(Saved data entries)

-------------------------

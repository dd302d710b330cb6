//! In-memory tracker and converter doubles shared by the integration tests.

#![allow(dead_code)]

use std::collections::{BTreeMap, BTreeSet};
use std::io;
use std::sync::Mutex;
use std::sync::atomic::{AtomicUsize, Ordering};
use std::thread;
use std::time::Duration;

use wikimig_core::cancel::CancelToken;
use wikimig_core::convert::{ConvertError, Converter};
use wikimig_core::orchestrator::{RunOptions, scan_fields};
use wikimig_core::tracker::{
    Comment, FieldMap, Issue, NotificationScheme, SchemeId, Tracker, TrackerError,
};
use wikimig_core::worker::looks_like_html;

pub const DISABLED: SchemeId = SchemeId(99_999);
pub const ORIGINAL: SchemeId = SchemeId(10_000);

#[derive(Debug, Clone, PartialEq, Eq)]
pub enum Call {
    Search { jql: String, max_results: usize },
    Comments(String),
    UpdateFields { key: String, fields: FieldMap, notify: bool },
    UpdateComment { key: String, comment_id: String, body: String },
    GetScheme(String),
    SetScheme { project: String, scheme: Option<SchemeId> },
}

#[derive(Default)]
struct State {
    issues: BTreeMap<String, Issue>,
    comments: BTreeMap<String, Vec<Comment>>,
    schemes: BTreeMap<String, Option<SchemeId>>,
    calls: Vec<Call>,
    fail_update_fields: BTreeSet<String>,
    fail_update_comment: BTreeSet<String>,
    fail_comment_listing: BTreeSet<String>,
    fail_get_scheme: bool,
    fail_set_scheme: usize,
    rejected_schemes: BTreeSet<Option<SchemeId>>,
    fail_search: bool,
}

/// Tracker double. Search understands the two clauses the orchestrator
/// generates: `htmlIssues("<PROJECT>")` and `issuekey < <KEY>`, only
/// returns issues that still contain HTML somewhere, and only carries the
/// requested fields.
#[derive(Default)]
pub struct FakeTracker {
    state: Mutex<State>,
    delay: Option<Duration>,
    in_flight: AtomicUsize,
    max_in_flight: AtomicUsize,
}

impl FakeTracker {
    pub fn new() -> Self {
        Self::default()
    }

    /// Every per-issue call sleeps this long, to make overlap observable.
    pub fn with_delay(mut self, delay: Duration) -> Self {
        self.delay = Some(delay);
        self
    }

    pub fn with_project(self, project: &str, scheme: Option<SchemeId>) -> Self {
        self.state().schemes.insert(project.to_string(), scheme);
        self
    }

    pub fn with_issue(self, issue: Issue, comments: Vec<Comment>) -> Self {
        {
            let mut state = self.state();
            state.comments.insert(issue.key.clone(), comments);
            state.issues.insert(issue.key.clone(), issue);
        }
        self
    }

    pub fn fail_update_fields(self, key: &str) -> Self {
        self.state().fail_update_fields.insert(key.to_string());
        self
    }

    pub fn fail_update_comment(self, comment_id: &str) -> Self {
        self.state().fail_update_comment.insert(comment_id.to_string());
        self
    }

    pub fn fail_comment_listing(self, key: &str) -> Self {
        self.state().fail_comment_listing.insert(key.to_string());
        self
    }

    pub fn fail_get_scheme(self) -> Self {
        self.state().fail_get_scheme = true;
        self
    }

    /// Fail the next `times` scheme assignments, whatever their target.
    pub fn set_scheme_failures(&self, times: usize) {
        self.state().fail_set_scheme = times;
    }

    /// Always reject assigning `scheme`.
    pub fn reject_scheme(self, scheme: Option<SchemeId>) -> Self {
        self.state().rejected_schemes.insert(scheme);
        self
    }

    pub fn fail_search(self) -> Self {
        self.state().fail_search = true;
        self
    }

    pub fn calls(&self) -> Vec<Call> {
        self.state().calls.clone()
    }

    pub fn field_updates(&self) -> Vec<Call> {
        self.calls()
            .into_iter()
            .filter(|call| matches!(call, Call::UpdateFields { .. }))
            .collect()
    }

    pub fn comment_updates(&self) -> Vec<Call> {
        self.calls()
            .into_iter()
            .filter(|call| matches!(call, Call::UpdateComment { .. }))
            .collect()
    }

    pub fn searches(&self) -> Vec<String> {
        self.calls()
            .into_iter()
            .filter_map(|call| match call {
                Call::Search { jql, .. } => Some(jql),
                _ => None,
            })
            .collect()
    }

    pub fn scheme(&self, project: &str) -> Option<SchemeId> {
        self.state().schemes.get(project).copied().flatten()
    }

    pub fn issue(&self, key: &str) -> Issue {
        self.state().issues.get(key).cloned().expect("issue exists")
    }

    pub fn comments_of(&self, key: &str) -> Vec<Comment> {
        self.state().comments.get(key).cloned().unwrap_or_default()
    }

    pub fn max_in_flight(&self) -> usize {
        self.max_in_flight.load(Ordering::SeqCst)
    }

    fn state(&self) -> std::sync::MutexGuard<'_, State> {
        self.state.lock().expect("fake tracker state lock")
    }

    fn record(&self, call: Call) {
        self.state().calls.push(call);
    }

    /// Track overlap of per-issue calls.
    fn busy(&self) {
        let now = self.in_flight.fetch_add(1, Ordering::SeqCst) + 1;
        self.max_in_flight.fetch_max(now, Ordering::SeqCst);
        if let Some(delay) = self.delay {
            thread::sleep(delay);
        }
        self.in_flight.fetch_sub(1, Ordering::SeqCst);
    }

    fn still_html(state: &State, issue: &Issue) -> bool {
        issue.fields.values().flatten().any(|value| looks_like_html(value))
            || state
                .comments
                .get(&issue.key)
                .is_some_and(|comments| comments.iter().any(|c| looks_like_html(&c.body)))
    }
}

pub fn key_number(key: &str) -> u64 {
    key.rsplit_once('-')
        .and_then(|(_, number)| number.parse().ok())
        .expect("issue keys look like PROJECT-N")
}

fn between<'a>(text: &'a str, start: &str, end: &str) -> Option<&'a str> {
    let from = text.find(start)? + start.len();
    let rest = &text[from..];
    let to = rest.find(end).unwrap_or(rest.len());
    Some(&rest[..to])
}

impl Tracker for FakeTracker {
    fn search(
        &self,
        jql: &str,
        _start_at: usize,
        max_results: usize,
        fields: &[String],
    ) -> Result<Vec<Issue>, TrackerError> {
        self.record(Call::Search {
            jql: jql.to_string(),
            max_results,
        });
        let state = self.state();
        if state.fail_search {
            return Err(TrackerError::Rejected("search unavailable".to_string()));
        }

        let project = between(jql, "(\"", "\")").expect("project clause");
        let before = between(jql, "issuekey < ", " ").map(key_number);

        let mut matching: Vec<Issue> = state
            .issues
            .values()
            .filter(|issue| issue.key.starts_with(&format!("{project}-")))
            .filter(|issue| before.is_none_or(|limit| key_number(&issue.key) < limit))
            .filter(|issue| Self::still_html(&state, issue))
            .map(|issue| Issue {
                key: issue.key.clone(),
                fields: issue
                    .fields
                    .iter()
                    .filter(|(id, _)| fields.contains(id))
                    .map(|(id, value)| (id.clone(), value.clone()))
                    .collect(),
            })
            .collect();
        matching.sort_by_key(|issue| std::cmp::Reverse(key_number(&issue.key)));
        matching.truncate(max_results);
        Ok(matching)
    }

    fn comments(&self, issue_key: &str) -> Result<Vec<Comment>, TrackerError> {
        self.record(Call::Comments(issue_key.to_string()));
        self.busy();
        let state = self.state();
        if state.fail_comment_listing.contains(issue_key) {
            return Err(TrackerError::Rejected(format!("comments of {issue_key} unavailable")));
        }
        Ok(state.comments.get(issue_key).cloned().unwrap_or_default())
    }

    fn update_fields(
        &self,
        issue_key: &str,
        fields: &FieldMap,
        notify: bool,
    ) -> Result<(), TrackerError> {
        self.record(Call::UpdateFields {
            key: issue_key.to_string(),
            fields: fields.clone(),
            notify,
        });
        self.busy();
        let mut state = self.state();
        if state.fail_update_fields.contains(issue_key) {
            return Err(TrackerError::Rejected(format!("{issue_key} is locked")));
        }
        let issue = state
            .issues
            .get_mut(issue_key)
            .ok_or_else(|| TrackerError::Rejected(format!("{issue_key} not found")))?;
        for (field, value) in fields {
            issue.fields.insert(field.clone(), Some(value.clone()));
        }
        Ok(())
    }

    fn update_comment(
        &self,
        issue_key: &str,
        comment_id: &str,
        body: &str,
    ) -> Result<(), TrackerError> {
        self.record(Call::UpdateComment {
            key: issue_key.to_string(),
            comment_id: comment_id.to_string(),
            body: body.to_string(),
        });
        self.busy();
        let mut state = self.state();
        if state.fail_update_comment.contains(comment_id) {
            return Err(TrackerError::Rejected(format!("comment {comment_id} is locked")));
        }
        let comment = state
            .comments
            .get_mut(issue_key)
            .and_then(|comments| comments.iter_mut().find(|c| c.id == comment_id))
            .ok_or_else(|| TrackerError::Rejected(format!("comment {comment_id} not found")))?;
        comment.body = body.to_string();
        Ok(())
    }

    fn notification_scheme(
        &self,
        project: &str,
    ) -> Result<Option<NotificationScheme>, TrackerError> {
        self.record(Call::GetScheme(project.to_string()));
        let state = self.state();
        if state.fail_get_scheme {
            return Err(TrackerError::Rejected("permission denied".to_string()));
        }
        Ok(state
            .schemes
            .get(project)
            .copied()
            .flatten()
            .map(|id| NotificationScheme {
                id,
                name: Some("Default Notification Scheme".to_string()),
            }))
    }

    fn set_notification_scheme(
        &self,
        project: &str,
        scheme: Option<SchemeId>,
    ) -> Result<(), TrackerError> {
        self.record(Call::SetScheme {
            project: project.to_string(),
            scheme,
        });
        let mut state = self.state();
        if state.fail_set_scheme > 0 {
            state.fail_set_scheme -= 1;
            return Err(TrackerError::Rejected("scheme update rejected".to_string()));
        }
        if state.rejected_schemes.contains(&scheme) {
            return Err(TrackerError::Rejected("scheme is not assignable".to_string()));
        }
        state.schemes.insert(project.to_string(), scheme);
        Ok(())
    }
}

/// Converter double: strips `<p>` tags unless a mapping says otherwise.
#[derive(Default)]
pub struct FakeConverter {
    mapping: BTreeMap<String, String>,
    fail_on: BTreeSet<String>,
    panic_on: BTreeSet<String>,
    cancel_on: Option<(String, CancelToken)>,
    calls: Mutex<Vec<String>>,
}

impl FakeConverter {
    pub fn new() -> Self {
        Self::default()
    }

    pub fn map(mut self, from: &str, to: &str) -> Self {
        self.mapping.insert(from.to_string(), to.to_string());
        self
    }

    pub fn fail_on(mut self, text: &str) -> Self {
        self.fail_on.insert(text.to_string());
        self
    }

    pub fn panic_on(mut self, text: &str) -> Self {
        self.panic_on.insert(text.to_string());
        self
    }

    /// Trip `token` when asked to convert `text`, simulating Ctrl-C arriving
    /// mid-run.
    pub fn cancel_on(mut self, text: &str, token: &CancelToken) -> Self {
        self.cancel_on = Some((text.to_string(), token.clone()));
        self
    }

    pub fn calls(&self) -> Vec<String> {
        self.calls.lock().expect("converter calls lock").clone()
    }
}

impl Converter for FakeConverter {
    fn convert(&self, text: &str) -> Result<String, ConvertError> {
        self.calls
            .lock()
            .expect("converter calls lock")
            .push(text.to_string());

        if let Some((trigger, token)) = &self.cancel_on {
            if trigger == text {
                token.cancel();
            }
        }
        if self.panic_on.contains(text) {
            panic!("converter crashed on {text}");
        }
        if self.fail_on.contains(text) {
            return Err(ConvertError::Io(io::Error::other("converter crashed")));
        }
        if let Some(mapped) = self.mapping.get(text) {
            return Ok(mapped.clone());
        }
        Ok(text.replace("<p>", "").replace("</p>", ""))
    }
}

pub fn options(workers: usize, page_size: usize) -> RunOptions {
    RunOptions {
        fields: scan_fields(&[]),
        additional_jql: None,
        search_function: "htmlIssues".to_string(),
        disabled_scheme: DISABLED,
        workers,
        page_size,
        dry_run: false,
    }
}

/// `count` issues `PROJECT-1..=count`, each with an HTML description.
pub fn html_issues(tracker: FakeTracker, project: &str, count: u64) -> FakeTracker {
    (1..=count).fold(tracker, |tracker, n| {
        tracker.with_issue(
            Issue::new(format!("{project}-{n}")).with_field("description", format!("<p>{n}</p>")),
            Vec::new(),
        )
    })
}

-------------------------

▶ [Activity]:
Quote the records above exactly, from the first line through the line containing "use wikimig_core::cancel::CancelToken;", and nothing more.

▶ [Exercise output]:
repository dd302d710b330cb6
//! In-memory tracker and converter doubles shared by the integration tests.

#![allow(dead_code)]

use std::collections::{BTreeMap, BTreeSet};
use std::io;
use std::sync::Mutex;
use std::sync::atomic::{AtomicUsize, Ordering};
use std::thread;
use std::time::Duration;

use wikimig_core::cancel::CancelToken;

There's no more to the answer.